According to the Bank of Uganda’s 2025 Cross-Border Remittance report, Uganda received a record $2.5 billion in diaspora remittances in 2025, making remittances one of the country’s largest foreign exchange inflows.

The report shows a decisive shift in how money is received: 73.32 percent of inflows are now accessed through digital channels, compared to 26.68 percent received in cash. Mobile money alone accounts for 60.83 percent of all remittance disbursements, underscoring its dominance in the “last mile” of money delivery.

Banks handle 27.69 percent of inflows, while forex bureaus account for just 12.56 percent, reflecting the declining role of traditional cash-based intermediaries.

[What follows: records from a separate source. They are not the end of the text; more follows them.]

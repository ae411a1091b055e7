//! Opaque identifiers

use std::fmt;

use serde::{Deserialize, Deserializer, Serialize};

use super::wire::id_string;

macro_rules! opaque_id {
    ($(#[$meta:meta])* $name:ident) => {
        $(#[$meta])*
        #[derive(Debug, Clone, PartialEq, Eq, Hash, PartialOrd, Ord, Serialize)]
        #[serde(transparent)]
        pub struct $name(String);

        impl $name {
            pub fn new(id: impl Into<String>) -> Self {
                Self(id.into())
            }

            pub fn as_str(&self) -> &str {
                &self.0
            }
        }

        impl fmt::Display for $name {
            fn fmt(&self, f: &mut fmt::Formatter<'_>) -> fmt::Result {
                f.write_str(&self.0)
            }
        }

        impl From<&str> for $name {
            fn from(id: &str) -> Self {
                Self::new(id)
            }
        }

        impl From<String> for $name {
            fn from(id: String) -> Self {
                Self(id)
            }
        }

        impl From<u64> for $name {
            fn from(id: u64) -> Self {
                Self(id.to_string())
            }
        }

        impl<'de> Deserialize<'de> for $name {
            fn deserialize<D>(deserializer: D) -> Result<Self, D::Error>
            where
                D: Deserializer<'de>,
            {
                id_string(deserializer).map(Self)
            }
        }
    };
}

opaque_id!(
    /// Project owning a set of reports.
    ProjectId
);
opaque_id!(
    /// Competitor company tracked by a review report.
    CompetitorId
);
opaque_id!(
    /// Historical report generation record.
    VersionId
);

The transformation has been driven largely by Uganda’s expansive mobile money ecosystem, powered by telecom operators such as MTN and Airtel, whose agent networks now extend into rural areas previously underserved by formal banking infrastructure.

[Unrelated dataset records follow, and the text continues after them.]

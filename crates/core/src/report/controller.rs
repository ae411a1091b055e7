//! Report page state machine
//!
//! Binds the generation client, status poller, and per-entity cache to the
//! states a report page shows. Every background task belongs to the
//! controller and is cancelled by [`ReportViewController::teardown`]; after
//! teardown no further state is published.

use std::sync::Arc;
use std::time::Duration;

use kompete_domain::constants::{
    DEFAULT_PREFETCH_STAGGER_MS, FEATURE_TAB_TITLE, GENERATION_TIMED_OUT_MESSAGE,
    OVERVIEW_TAB_TITLE,
};
use kompete_domain::{
    Config, EntityKey, JobKey, KompeteError, MarketOverview, ReportKind, ReportPayload,
    ReportVersion, Result, SubReport, VersionId,
};
use parking_lot::Mutex;
use tokio::sync::watch;
use tokio_util::sync::CancellationToken;
use tracing::{debug, info, warn};

use super::client::{GenerateOutcome, ReportGenerationClient};
use super::ports::SubReportSource;
use super::state::{RegenerateScope, ReportTab, TabContent, TabDescriptor, ViewState};
use crate::entities::{EntityReportCache, Lookup, PrefetchScheduler, SubReportLoader};
use crate::polling::{PollOutcome, PollerConfig, StatusPoller, TaskRegistry};

/// Tunables of a report page
#[derive(Debug, Clone, Copy, PartialEq, Eq)]
pub struct ControllerSettings {
    pub poller: PollerConfig,
    pub prefetch_enabled: bool,
    pub prefetch_stagger: Duration,
}

impl Default for ControllerSettings {
    fn default() -> Self {
        Self {
            poller: PollerConfig::default(),
            prefetch_enabled: true,
            prefetch_stagger: Duration::from_millis(DEFAULT_PREFETCH_STAGGER_MS),
        }
    }
}

impl From<&Config> for ControllerSettings {
    fn from(config: &Config) -> Self {
        Self {
            poller: PollerConfig::from(&config.polling),
            prefetch_enabled: config.prefetch.enabled,
            prefetch_stagger: Duration::from_millis(config.prefetch.stagger_ms),
        }
    }
}

#[derive(Debug, Clone, Copy, PartialEq, Eq)]
enum LoadMode {
    /// First load of the page; served from the backend cache when possible.
    Initial,
    /// Full regeneration of the report.
    Regenerate,
    /// Reload after switching the active version.
    VersionSwitch,
}

impl LoadMode {
    fn refresh(self) -> bool {
        matches!(self, Self::Regenerate)
    }

    fn restarts_prefetch(self) -> bool {
        !matches!(self, Self::Initial)
    }
}

#[derive(Debug)]
struct PageState {
    payload: Option<ReportPayload>,
    overview: Option<MarketOverview>,
    active_tab: ReportTab,
    /// The landing splash was dismissed.
    entered: bool,
}

/// Controller of one report page for one job
pub struct ReportViewController {
    key: JobKey,
    client: Arc<ReportGenerationClient>,
    loader: Arc<SubReportLoader>,
    entities: Arc<EntityReportCache>,
    prefetch: PrefetchScheduler,
    poller: StatusPoller,
    prefetch_enabled: bool,
    jobs: TaskRegistry<JobKey>,
    page: Mutex<PageState>,
    state: watch::Sender<ViewState>,
    teardown: CancellationToken,
}

impl ReportViewController {
    pub fn new(
        key: JobKey,
        client: Arc<ReportGenerationClient>,
        source: Arc<dyn SubReportSource>,
        settings: ControllerSettings,
    ) -> Arc<Self> {
        let loader = Arc::new(SubReportLoader::new(key.project.clone(), source));
        let entities = Arc::new(EntityReportCache::new(loader.clone()));
        let prefetch = PrefetchScheduler::new(Arc::clone(&entities), settings.prefetch_stagger);
        let (state, _) = watch::channel(ViewState::Loading);

        Arc::new(Self {
            key,
            client,
            loader,
            entities,
            prefetch,
            poller: StatusPoller::new(settings.poller),
            prefetch_enabled: settings.prefetch_enabled,
            jobs: TaskRegistry::new(),
            page: Mutex::new(PageState {
                payload: None,
                overview: None,
                active_tab: ReportTab::Overview,
                entered: false,
            }),
            state,
            teardown: CancellationToken::new(),
        })
    }

    pub fn key(&self) -> &JobKey {
        &self.key
    }

    /// Start loading in the background.
    pub fn mount(self: &Arc<Self>) {
        info!(job = %self.key, "mounting report page");
        self.spawn_load(LoadMode::Initial);
    }

    /// Load the report and wait for the resulting state.
    ///
    /// A concurrent load for the same job is replaced; the returned state is
    /// whatever the page shows once the latest load settles.
    pub async fn load(self: &Arc<Self>) -> ViewState {
        self.reload(LoadMode::Initial).await
    }

    /// Dismiss the landing splash. Returns whether the page was on it.
    pub fn enter(&self) -> bool {
        let active_tab = {
            let mut page = self.page.lock();
            page.entered = true;
            page.active_tab.clone()
        };
        if matches!(self.state(), ViewState::Landing(_)) {
            self.publish(ViewState::Ready { active_tab });
            true
        } else {
            false
        }
    }

    /// Tab strip for the loaded report.
    pub fn tabs(&self) -> Vec<TabDescriptor> {
        let page = self.page.lock();
        let overview_title = match self.key.kind {
            ReportKind::Review => OVERVIEW_TAB_TITLE,
            ReportKind::Feature => FEATURE_TAB_TITLE,
        };
        let mut tabs =
            vec![TabDescriptor { tab: ReportTab::Overview, title: overview_title.to_string() }];

        if let Some(overview) = &page.overview {
            tabs.extend(overview.competitors.iter().map(|competitor| TabDescriptor {
                tab: ReportTab::Entity(EntityKey::Competitor(competitor.id.clone())),
                title: competitor.name.clone(),
            }));
            tabs.push(TabDescriptor {
                tab: ReportTab::Entity(EntityKey::SelfAssessment),
                title: overview.project.main_company.clone(),
            });
        }
        tabs
    }

    pub fn active_tab(&self) -> ReportTab {
        self.page.lock().active_tab.clone()
    }

    /// Activate `tab` without waiting. An uncached entity tab starts its
    /// fetch (or joins the one in flight) and reports `Loading`.
    pub fn select_tab(&self, tab: ReportTab) -> TabContent {
        self.page.lock().active_tab = tab.clone();
        if self.state().is_ready() {
            self.publish(ViewState::Ready { active_tab: tab.clone() });
        }

        match &tab {
            ReportTab::Overview => self.overview_content(),
            ReportTab::Entity(key) => match self.entities.get(key) {
                Lookup::Ready(report) => TabContent::Loaded(report),
                Lookup::Pending(_) => TabContent::Loading,
            },
        }
    }

    /// Activate `tab` and wait for its content.
    pub async fn open_tab(&self, tab: ReportTab) -> TabContent {
        let content = self.select_tab(tab.clone());
        let Some(key) = tab.entity() else {
            return content;
        };
        if !matches!(content, TabContent::Loading) {
            return content;
        }

        let loaded = tokio::select! {
            _ = self.teardown.cancelled() => return TabContent::Loading,
            loaded = self.entities.load(key) => loaded,
        };
        self.tab_content(loaded)
    }

    /// Regenerate whatever the active tab shows.
    ///
    /// The overview triggers a full regeneration; a competitor or the
    /// self-assessment refreshes only that sub-report.
    pub async fn regenerate(self: &Arc<Self>) -> TabContent {
        let scope = RegenerateScope::from(&self.active_tab());
        info!(job = %self.key, ?scope, "regenerate requested");

        match scope {
            RegenerateScope::Report => {
                self.reload(LoadMode::Regenerate).await;
                self.overview_content()
            }
            RegenerateScope::Entity(key) => {
                let refreshed = tokio::select! {
                    _ = self.teardown.cancelled() => return TabContent::Loading,
                    refreshed = self.entities.refresh(&key) => refreshed,
                };
                self.tab_content(refreshed)
            }
        }
    }

    pub async fn versions(&self) -> Result<Vec<ReportVersion>> {
        self.client.versions(&self.key).await.inspect_err(|err| self.on_request_error(err))
    }

    /// Switch the active version and reload the page from it.
    pub async fn activate_version(self: &Arc<Self>, version: &VersionId) -> Result<ViewState> {
        self.client
            .activate_version(&self.key, version)
            .await
            .inspect_err(|err| self.on_request_error(err))?;
        Ok(self.reload(LoadMode::VersionSwitch).await)
    }

    /// Report currently shown on the overview.
    pub fn payload(&self) -> Option<ReportPayload> {
        self.page.lock().payload.clone()
    }

    pub fn overview(&self) -> Option<MarketOverview> {
        self.page.lock().overview.clone()
    }

    pub fn entities(&self) -> &Arc<EntityReportCache> {
        &self.entities
    }

    pub fn prefetch(&self) -> &PrefetchScheduler {
        &self.prefetch
    }

    pub fn state(&self) -> ViewState {
        self.state.borrow().clone()
    }

    pub fn subscribe(&self) -> watch::Receiver<ViewState> {
        self.state.subscribe()
    }

    /// Cancel every timer and fetch owned by the page.
    pub fn teardown(&self) {
        if self.teardown.is_cancelled() {
            return;
        }
        info!(job = %self.key, "tearing down report page");
        self.teardown.cancel();
        self.jobs.stop_all();
        self.prefetch.shutdown();
        self.entities.clear();
    }

    pub fn is_torn_down(&self) -> bool {
        self.teardown.is_cancelled()
    }

    fn spawn_load(self: &Arc<Self>, mode: LoadMode) {
        let this = Arc::clone(self);
        self.jobs.start(self.key.clone(), move |token| async move {
            this.run_load(mode, &token).await;
        });
    }

    async fn reload(self: &Arc<Self>, mode: LoadMode) -> ViewState {
        self.spawn_load(mode);
        self.jobs.join(&self.key).await;
        self.state()
    }

    async fn run_load(&self, mode: LoadMode, cancel: &CancellationToken) {
        self.publish(ViewState::Loading);

        let generated = tokio::select! {
            _ = cancel.cancelled() => return,
            generated = self.client.generate(&self.key, mode.refresh()) => generated,
        };

        let payload = match generated {
            Ok(GenerateOutcome::Ready(payload)) => payload,
            Ok(GenerateOutcome::Processing(status)) => {
                info!(job = %self.key, %status, "report generation in progress");
                self.publish(ViewState::generating(status));
                let outcome = self
                    .poller
                    .poll(
                        || self.client.status(&self.key),
                        || self.client.data(&self.key),
                        |status| {
                            if !status.is_terminal() {
                                self.publish(ViewState::generating(status));
                            }
                        },
                        cancel,
                    )
                    .await;

                match outcome {
                    PollOutcome::Succeeded(payload) => payload,
                    PollOutcome::Failed(message) => {
                        warn!(job = %self.key, %message, "report generation failed");
                        return self.publish(ViewState::error(message));
                    }
                    PollOutcome::TimedOut => {
                        return self.publish(ViewState::error(GENERATION_TIMED_OUT_MESSAGE));
                    }
                    PollOutcome::Unreachable { last_error } => return self.fail(&last_error),
                    PollOutcome::Errored(err) => return self.fail(&err),
                    PollOutcome::Cancelled => return,
                }
            }
            Err(err) => return self.fail(&err),
        };

        if cancel.is_cancelled() {
            return;
        }
        self.apply_payload(payload, mode);
    }

    fn apply_payload(&self, payload: ReportPayload, mode: LoadMode) {
        let overview = match self.key.kind {
            ReportKind::Review => payload
                .market_overview()
                .inspect_err(|err| warn!(job = %self.key, error = %err, "market overview did not decode"))
                .ok(),
            ReportKind::Feature => None,
        };
        if let Some(overview) = &overview {
            self.loader.set_roster(&overview.competitors);
        }

        let next = {
            let mut page = self.page.lock();
            page.payload = Some(payload);
            page.overview = overview.clone();
            match &overview {
                Some(overview) if self.key.kind.has_landing() && !page.entered => {
                    ViewState::Landing(overview.landing_summary())
                }
                _ => ViewState::Ready { active_tab: page.active_tab.clone() },
            }
        };
        info!(job = %self.key, ?mode, "report ready");
        self.publish(next);

        let Some(overview) = overview.filter(|_| self.prefetch_enabled) else {
            return;
        };
        if mode.restarts_prefetch() {
            self.entities.clear();
            self.prefetch.restart(overview.entity_keys());
        } else {
            self.prefetch.start(overview.entity_keys());
        }
    }

    fn overview_content(&self) -> TabContent {
        if let Some(payload) = self.payload() {
            return TabContent::Overview(payload);
        }
        match self.state() {
            ViewState::Error { message } => TabContent::Failed { message },
            _ => TabContent::Loading,
        }
    }

    fn tab_content(&self, loaded: Result<SubReport>) -> TabContent {
        match loaded {
            Ok(report) => TabContent::Loaded(report),
            Err(KompeteError::Cancelled) => TabContent::Loading,
            Err(err) => {
                self.on_request_error(&err);
                TabContent::Failed { message: err.to_string() }
            }
        }
    }

    /// Whole-report failure.
    fn fail(&self, err: &KompeteError) {
        if err.is_auth() {
            self.publish(ViewState::SignedOut);
        } else {
            warn!(job = %self.key, error = %err, kind = err.label(), "report failed to load");
            self.publish(ViewState::error(err.to_string()));
        }
    }

    /// Failures outside the page load only escalate for authentication.
    fn on_request_error(&self, err: &KompeteError) {
        if err.is_auth() {
            self.publish(ViewState::SignedOut);
        }
    }

    fn publish(&self, next: ViewState) {
        if self.teardown.is_cancelled() {
            debug!(job = %self.key, ?next, "ignoring state change after teardown");
            return;
        }
        debug!(job = %self.key, state = ?next, "view state");
        self.state.send_replace(next);
    }
}

impl Drop for ReportViewController {
    fn drop(&mut self) {
        self.teardown.cancel();
    }
}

Integration between international money transfer operators and mobile wallets has enabled near-instant transfers. Today, a worker in Saudi Arabia can send money directly to a mobile wallet in Kabale, while a nurse in the United States can instantly pay school fees for relatives in Iganga without any physical cash pickup.

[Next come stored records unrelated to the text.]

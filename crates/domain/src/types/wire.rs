//! Lenient decoding helpers for LLM/backend produced JSON.

use serde::{Deserialize, Deserializer};

/// Identifier that arrives as either a JSON string or a JSON number.
#[derive(Deserialize)]
#[serde(untagged)]
enum RawId {
    Text(String),
    Signed(i64),
    Unsigned(u64),
}

pub(crate) fn id_string<'de, D>(deserializer: D) -> Result<String, D::Error>
where
    D: Deserializer<'de>,
{
    Ok(match RawId::deserialize(deserializer)? {
        RawId::Text(text) => text,
        RawId::Signed(n) => n.to_string(),
        RawId::Unsigned(n) => n.to_string(),
    })
}

#[derive(Deserialize)]
#[serde(untagged)]
enum RawNumber {
    Number(f64),
    Text(String),
}

/// Optional number that may be encoded as a string (`"4.5"`) or be missing.
pub(crate) fn lenient_f64<'de, D>(deserializer: D) -> Result<Option<f64>, D::Error>
where
    D: Deserializer<'de>,
{
    Ok(match Option::<RawNumber>::deserialize(deserializer)? {
        Some(RawNumber::Number(n)) => Some(n),
        Some(RawNumber::Text(text)) => text.trim().parse().ok(),
        None => None,
    })
}

/// Optional count that may be encoded as a string or float.
pub(crate) fn lenient_u64<'de, D>(deserializer: D) -> Result<Option<u64>, D::Error>
where
    D: Deserializer<'de>,
{
    Ok(lenient_f64(deserializer)?.filter(|n| *n >= 0.0).map(|n| n.round() as u64))
}

/// Field whose explicit `null` means the same as a missing value.
pub(crate) fn default_on_null<'de, D, T>(deserializer: D) -> Result<T, D::Error>
where
    D: Deserializer<'de>,
    T: Default + Deserialize<'de>,
{
    Ok(Option::<T>::deserialize(deserializer)?.unwrap_or_default())
}

/// List whose malformed elements are dropped instead of failing the whole list.
pub(crate) fn skip_invalid<'de, D, T>(deserializer: D) -> Result<Vec<T>, D::Error>
where
    D: Deserializer<'de>,
    T: serde::de::DeserializeOwned,
{
    let raw = Option::<Vec<serde_json::Value>>::deserialize(deserializer)?.unwrap_or_default();
    Ok(raw.into_iter().filter_map(|item| serde_json::from_value(item).ok()).collect())
}
#![allow(dead_code)]

use std::sync::Arc;

use kompete_infra::{ApiClient, ApiClientConfig, HttpReportBackend, Session, SessionStore};
use serde_json::{json, Value};
use wiremock::MockServer;

pub const TENANT: &str = "tenant-9";
pub const EMAIL: &str = "ana@example.com";

/// Backend adapter pointed at `server`, signed in as [`TENANT`]/[`EMAIL`].
pub fn backend_for(server: &MockServer) -> (Arc<HttpReportBackend>, Arc<SessionStore>) {
    let session = Arc::new(SessionStore::new());
    session.sign_in(Session::new(TENANT, EMAIL));

    let config = ApiClientConfig { base_url: format!("{}/api", server.uri()), ..Default::default() };
    let client = ApiClient::builder()
        .config(config)
        .session(Arc::clone(&session))
        .build()
        .expect("api client should build");

    (Arc::new(HttpReportBackend::new(Arc::new(client))), session)
}

pub fn review_payload() -> Value {
    json!({
        "project": { "mainCompany": "Acme" },
        "meta": { "totalReviews": 900 },
        "mainCompanyStats": { "avgRating": 4.5 },
        "competitors": [
            { "id": 7, "name": "Globex", "threat": { "level": "high" } },
            { "id": 42, "name": "Initech", "threat": { "level": "medium" } }
        ]
    })
}

pub fn feature_payload() -> Value {
    json!({
        "meta": {
            "main_company": { "name": "Acme" },
            "competitors": [ { "name": "Globex" } ]
        },
        "feature_matrix": { "rows": [ { "feature": "SSO" } ] },
        "claims_audit": [ { "name": "Globex", "claim": "Fastest sync" } ]
    })
}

The shift has effectively moved remittances from physical counters to mobile phones.

The data also shows how dominant payment service providers have become in the ecosystem, now controlling 56.66 percent of remittance reception flows, compared to banks and forex bureaus combined.

Behind the surge in remittances is Uganda’s evolving diaspora profile, shaped by both skilled migration to Western economies and increasing labour export to the Middle East.

The United States remains the largest source of remittances, contributing $702 million, or 28 percent of total inflows. Saudi Arabia follows with $380 million, accounting for 15.2 percent, reflecting the growing number of Ugandans employed in domestic work, security, construction, and hospitality sectors in the Gulf region.

The United Kingdom, United Arab Emirates, and Canada complete the top sources, together accounting for more than 71 percent of total inflows. Regionally, North America contributes 32.76 percent, the Middle East 31.38 percent, Europe 23.21 percent, and Africa 9.66 percent.

Despite the scale of inflows, the remittance economy remains largely grassroots in nature. Bank of Uganda data indicates that 92.43 percent of transactions are below $500, highlighting their role in sustaining household consumption rather than large-scale investment.

Family support remains the primary use of remitted funds, accounting for an estimated $880 million. These funds are typically directed toward food, rent, school fees, healthcare, emergency needs, housing construction, and small business support.

In total, about 1.66 million Ugandans received remittances in 2025, with most beneficiaries operating outside formal banking systems but increasingly integrated into the digital economy through mobile money access.

The findings underline a fundamental shift: Uganda’s remittance industry is no longer defined by bank halls and cash pickups, but by digital wallets, telecom networks, and instant cross-border payments delivered directly to mobile phones.